Pre-Exhaust Principle

In certain exercises, many different muscles are stimulated in one lift. However, some of those muscles used reach temporary muscular failure before others. For example, when you perform the bench press exercise, you are using your pectorals, as well as your triceps and front deltoids. Since your triceps and front deltoids are smaller muscles, they will likely reach muscular failure before your pectorals. To compensate for this, you can perform dumbbell flies first, which will isolate and exhaust the pectorals. Afterwards, when you perform the bench press exercise, the pectorals, which are already tired, will go to a fatigue at the same time as the other muscles. The pre-exhaust principle is based on the concept of attacking a muscle area. First, you must exhaust it with an isolation exercise, and then immediately perform a combination movement that utilizes this target muscle. As a result, the muscle which is isolated is forced to work. It has to perform at its maximum limit because it is already pre-exhausted from the previous exercise.

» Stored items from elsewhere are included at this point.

//! Profile attributes fetched per authorizer and the comparator that decides whether a stored
//! profile is stale.

// self
use crate::_prelude::*;

/// Kind of account behind an authorizer.
#[derive(Clone, Copy, Debug, Default, PartialEq, Eq, Hash, Serialize, Deserialize)]
#[serde(rename_all = "snake_case")]
pub enum AppType {
	/// Official (subscription or service) account.
	#[default]
	OfficialAccount,
	/// Mini program.
	MiniProgram,
}

/// Persisted profile attributes of an authorizer.
#[derive(Clone, Debug, Default, PartialEq, Eq, Serialize, Deserialize)]
pub struct AuthorizerProfile {
	/// Account kind.
	pub app_type: AppType,
	/// Directory service type id.
	pub service_type: i64,
	/// Display name (nickname).
	pub display_name: String,
	/// Public handle (original username); empty when the directory omits it.
	pub handle: String,
	/// Avatar URL.
	pub avatar_url: String,
	/// QR code URL.
	pub qrcode_url: String,
	/// Legal principal that owns the account.
	pub principal_name: String,
	/// Opaque descriptor of the delegated capability set.
	pub capabilities: String,
	/// Directory verification type id.
	pub verification: i64,
}
impl AuthorizerProfile {
	/// Lists the fields whose values differ between `self` and `fresh`.
	pub fn diff(&self, fresh: &AuthorizerProfile) -> Vec<ProfileField> {
		let mut changed = Vec::new();
		let mut check = |field: ProfileField, same: bool| {
			if !same {
				changed.push(field);
			}
		};

		check(ProfileField::AppType, self.app_type == fresh.app_type);
		check(ProfileField::ServiceType, self.service_type == fresh.service_type);
		check(ProfileField::DisplayName, self.display_name == fresh.display_name);
		check(ProfileField::Handle, self.handle == fresh.handle);
		check(ProfileField::AvatarUrl, self.avatar_url == fresh.avatar_url);
		check(ProfileField::QrcodeUrl, self.qrcode_url == fresh.qrcode_url);
		check(ProfileField::PrincipalName, self.principal_name == fresh.principal_name);
		check(ProfileField::Capabilities, self.capabilities == fresh.capabilities);
		check(ProfileField::Verification, self.verification == fresh.verification);

		changed
	}
}

/// Comparable profile attribute names.
#[derive(Clone, Copy, Debug, PartialEq, Eq, Hash, Serialize, Deserialize)]
#[serde(rename_all = "snake_case")]
pub enum ProfileField {
	/// [`AuthorizerProfile::app_type`].
	AppType,
	/// [`AuthorizerProfile::service_type`].
	ServiceType,
	/// [`AuthorizerProfile::display_name`].
	DisplayName,
	/// [`AuthorizerProfile::handle`].
	Handle,
	/// [`AuthorizerProfile::avatar_url`].
	AvatarUrl,
	/// [`AuthorizerProfile::qrcode_url`].
	QrcodeUrl,
	/// [`AuthorizerProfile::principal_name`].
	PrincipalName,
	/// [`AuthorizerProfile::capabilities`].
	Capabilities,
	/// [`AuthorizerProfile::verification`].
	Verification,
}
impl ProfileField {
	/// Every comparable field, in declaration order.
	pub const ALL: [ProfileField; 9] = [
		ProfileField::AppType,
		ProfileField::ServiceType,
		ProfileField::DisplayName,
		ProfileField::Handle,
		ProfileField::AvatarUrl,
		ProfileField::QrcodeUrl,
		ProfileField::PrincipalName,
		ProfileField::Capabilities,
		ProfileField::Verification,
	];
}

/// Read-path-only attributes; returned with detail lookups and never persisted.
#[derive(Clone, Debug, Default, PartialEq, Serialize, Deserialize)]
pub struct AuthorizerDetails {
	/// Registration type id.
	pub registration_type: i64,
	/// Account status id.
	pub account_status: i64,
	/// Extended configuration blob, when the directory reports one.
	pub extended_config: Option<serde_json::Value>,
}

/// Everything one profile lookup returns.
#[derive(Clone, Debug, PartialEq)]
pub struct AuthorizerInfo {
	/// Persisted attributes.
	pub profile: AuthorizerProfile,
	/// Derived attributes.
	pub details: AuthorizerDetails,
}

/// Lists the fields a stored profile must change to match `fresh`.
///
/// A missing stored profile differs in every field.
pub fn profile_changes(
	stored: Option<&AuthorizerProfile>,
	fresh: &AuthorizerProfile,
) -> Vec<ProfileField> {
	match stored {
		Some(stored) => stored.diff(fresh),
		None => ProfileField::ALL.to_vec(),
	}
}
//! Simple file-backed [`RecordStore`] for lightweight deployments.
//!
//! Mutations are staged on a copy of the table; memory only changes once the snapshot is on disk.

// std
use std::{
	fs::{self, File},
	io::Write,
	path::{Path, PathBuf},
};
// self
use crate::{
	_prelude::*,
	model::{AppId, AuthorizerRecord, Handle},
	store::{
		ProfilePatch, RecordFilter, RecordPage, RecordStore, RecordTable, StoreError, StoreFuture,
		StoredRecord,
	},
};

/// Persists the mirror to a JSON file after each mutation.
#[derive(Clone, Debug)]
pub struct FileStore {
	path: PathBuf,
	inner: Arc<RwLock<RecordTable>>,
}
impl FileStore {
	/// Opens (or creates) a store at the provided path, eagerly loading existing data.
	pub fn open(path: impl Into<PathBuf>) -> Result<Self, StoreError> {
		let path = path.into();

		Self::ensure_parent_exists(&path)?;

		let snapshot = Self::load_snapshot(&path)?;

		Ok(Self { path, inner: Arc::new(RwLock::new(snapshot)) })
	}

	/// Location of the JSON snapshot.
	pub fn path(&self) -> &Path {
		&self.path
	}

	fn load_snapshot(path: &Path) -> Result<RecordTable, StoreError> {
		if !path.exists() {
			return Ok(RecordTable::default());
		}

		let bytes = fs::read(path).map_err(|e| StoreError::Backend {
			message: format!("Failed to read {}: {e}", path.display()),
		})?;

		if bytes.is_empty() {
			return Ok(RecordTable::default());
		}

		let rows: Vec<StoredRecord> =
			serde_json::from_slice(&bytes).map_err(|e| StoreError::Serialization {
				message: format!("Failed to parse {}: {e}", path.display()),
			})?;

		Ok(RecordTable::from_rows(rows))
	}

	fn ensure_parent_exists(path: &Path) -> Result<(), StoreError> {
		if let Some(parent) = path.parent().filter(|p| !p.as_os_str().is_empty()) {
			fs::create_dir_all(parent).map_err(|e| StoreError::Backend {
				message: format!("Failed to create store directory {}: {e}", parent.display()),
			})?;
		}

		Ok(())
	}

	/// Runs `mutate` on a staged copy and publishes it only after the snapshot reached disk.
	///
	/// `mutate` reports whether it changed anything; unchanged tables are neither written nor
	/// swapped.
	fn commit<T>(
		&self,
		mutate: impl FnOnce(&mut RecordTable) -> (T, bool),
	) -> Result<T, StoreError> {
		let mut guard = self.inner.write();
		let mut staged = guard.clone();
		let (output, changed) = mutate(&mut staged);

		if changed {
			self.persist(&staged)?;

			*guard = staged;
		}

		Ok(output)
	}

	fn persist(&self, table: &RecordTable) -> Result<(), StoreError> {
		let serialized =
			serde_json::to_vec_pretty(&table.rows()).map_err(|e| StoreError::Serialization {
				message: format!("Failed to serialize store snapshot: {e}"),
			})?;
		let mut tmp_path = self.path.clone();

		tmp_path.set_extension("tmp");

		{
			let mut file = File::create(&tmp_path).map_err(|e| StoreError::Backend {
				message: format!("Failed to create {}: {e}", tmp_path.display()),
			})?;

			file.write_all(&serialized).map_err(|e| StoreError::Backend {
				message: format!("Failed to write {}: {e}", tmp_path.display()),
			})?;
			file.sync_all().map_err(|e| StoreError::Backend {
				message: format!("Failed to sync {}: {e}", tmp_path.display()),
			})?;
		}

		fs::rename(&tmp_path, &self.path).map_err(|e| StoreError::Backend {
			message: format!("Failed to replace {}: {e}", self.path.display()),
		})
	}
}
impl RecordStore for FileStore {
	fn upsert_batch(
		&self,
		records: Vec<AuthorizerRecord>,
		observed_at: OffsetDateTime,
	) -> StoreFuture<'_, ()> {
		Box::pin(async move {
			self.commit(|table| {
				table.upsert(records, observed_at);

				((), true)
			})
		})
	}

	fn patch_profiles(&self, patches: Vec<ProfilePatch>) -> StoreFuture<'_, usize> {
		Box::pin(async move {
			self.commit(|table| {
				let patched = table.patch(patches);

				(patched, patched > 0)
			})
		})
	}

	fn delete_older_than(&self, cutoff: OffsetDateTime) -> StoreFuture<'_, usize> {
		Box::pin(async move {
			self.commit(|table| {
				let deleted = table.delete_older_than(cutoff);

				(deleted, deleted > 0)
			})
		})
	}

	fn query<'a>(
		&'a self,
		filter: &'a RecordFilter,
		offset: usize,
		limit: usize,
	) -> StoreFuture<'a, RecordPage> {
		Box::pin(async move { Ok(self.inner.read().query(filter, offset, limit)) })
	}

	fn fetch<'a>(&'a self, app_id: &'a AppId) -> StoreFuture<'a, Option<AuthorizerRecord>> {
		Box::pin(async move { Ok(self.inner.read().get(app_id)) })
	}

	fn find_by_handle<'a>(
		&'a self,
		handle: &'a Handle,
	) -> StoreFuture<'a, Option<AuthorizerRecord>> {
		Box::pin(async move { Ok(self.inner.read().find_by_handle(handle)) })
	}

	fn last_seen<'a>(&'a self, app_id: &'a AppId) -> StoreFuture<'a, Option<OffsetDateTime>> {
		Box::pin(async move { Ok(self.inner.read().last_seen(app_id)) })
	}
}

#[cfg(test)]
mod tests {
	// std
	use std::{env, process};
	// crates.io
	use time::macros;
	use tokio::runtime::Runtime;
	// self
	use super::*;
	use crate::model::AuthorizerProfile;

	fn temp_path() -> PathBuf {
		let unique = format!(
			"authorizer_sync_file_store_{}_{}.json",
			process::id(),
			OffsetDateTime::now_utc().unix_timestamp_nanos(),
		);

		env::temp_dir().join(unique)
	}

	fn build_record() -> AuthorizerRecord {
		AuthorizerRecord::builder(AppId::new("wx-file").expect("Failed to build app id fixture."))
			.refresh_token("refresh-token")
			.authorized_at(macros::datetime!(2025-03-01 08:00 UTC))
			.profile(AuthorizerProfile { handle: "gh_file".into(), ..Default::default() })
			.build()
			.expect("Failed to build file-store test record.")
	}

	#[test]
	fn save_and_reload_round_trip() {
		let path = temp_path();
		let store = FileStore::open(&path).expect("Failed to open file store snapshot.");
		let record = build_record();
		let seen = macros::datetime!(2025-03-02 00:00 UTC);
		let rt = Runtime::new().expect("Failed to build Tokio runtime for file store test.");

		rt.block_on(store.upsert_batch(vec![record.clone()], seen))
			.expect("Failed to save fixture record to file store.");
		drop(store);

		let reopened = FileStore::open(&path).expect("Failed to reopen file store snapshot.");
		let handle = Handle::new("gh_file").expect("Failed to build handle fixture.");
		let fetched = rt
			.block_on(reopened.find_by_handle(&handle))
			.expect("Failed to look up fixture record in file store.")
			.expect("File store lost record after reopen.");

		assert_eq!(fetched, record);
		assert_eq!(
			rt.block_on(reopened.last_seen(&record.app_id))
				.expect("Failed to read last-seen instant."),
			Some(seen)
		);

		fs::remove_file(&path).unwrap_or_else(|e| {
			panic!("Failed to remove temporary file store snapshot {}: {e}", path.display())
		});
	}

	#[test]
	fn failed_write_leaves_memory_matching_disk() {
		let dir = temp_path().with_extension("d");
		let store = FileStore::open(dir.join("mirror.json")).expect("Failed to open file store.");
		let record = build_record();
		let seen = macros::datetime!(2025-03-02 00:00 UTC);
		let rt = Runtime::new().expect("Failed to build Tokio runtime for file store test.");

		rt.block_on(store.upsert_batch(vec![record.clone()], seen))
			.expect("Failed to save fixture record to file store.");
		fs::remove_dir_all(&dir).unwrap_or_else(|e| {
			panic!("Failed to remove temporary store directory {}: {e}", dir.display())
		});

		let err = rt
			.block_on(store.delete_older_than(macros::datetime!(2026-01-01 00:00 UTC)))
			.expect_err("Reap must fail once the snapshot cannot be written.");

		assert!(matches!(err, StoreError::Backend { .. }));
		assert_eq!(
			rt.block_on(store.fetch(&record.app_id)).expect("Failed to fetch fixture record."),
			Some(record),
			"A reap that never reached disk must not drop rows from memory."
		);
	}
}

Tips: 1.) It is extremely important when performing this routine to ensure that there is no rest interval between the isolation movement and the combination movement. As an example, even a very minimal rest interval, for example, only 15-20 seconds, will bring about an 80 percent rate of recovery. That is a very big number for a shock routine that relies on what is essentially a 0 rest interval. 2.) For beginners, two sets is usually plenty intense, and three sets for intermediate and advanced lifters.

Example of what I like to use it for: Most times you hear about it is used as stated above, flyes before bench, but another way I like it is to use machine and free weights for a biset or superset. For back workouts I like to use the seated row machine with medium weight around 10 reps then immediately go to t-bar rows with heavy weight for 5-6 reps. Also, I like to do pull-ups with 10-15 reps then go to pulldowns with 6-8 heavy reps.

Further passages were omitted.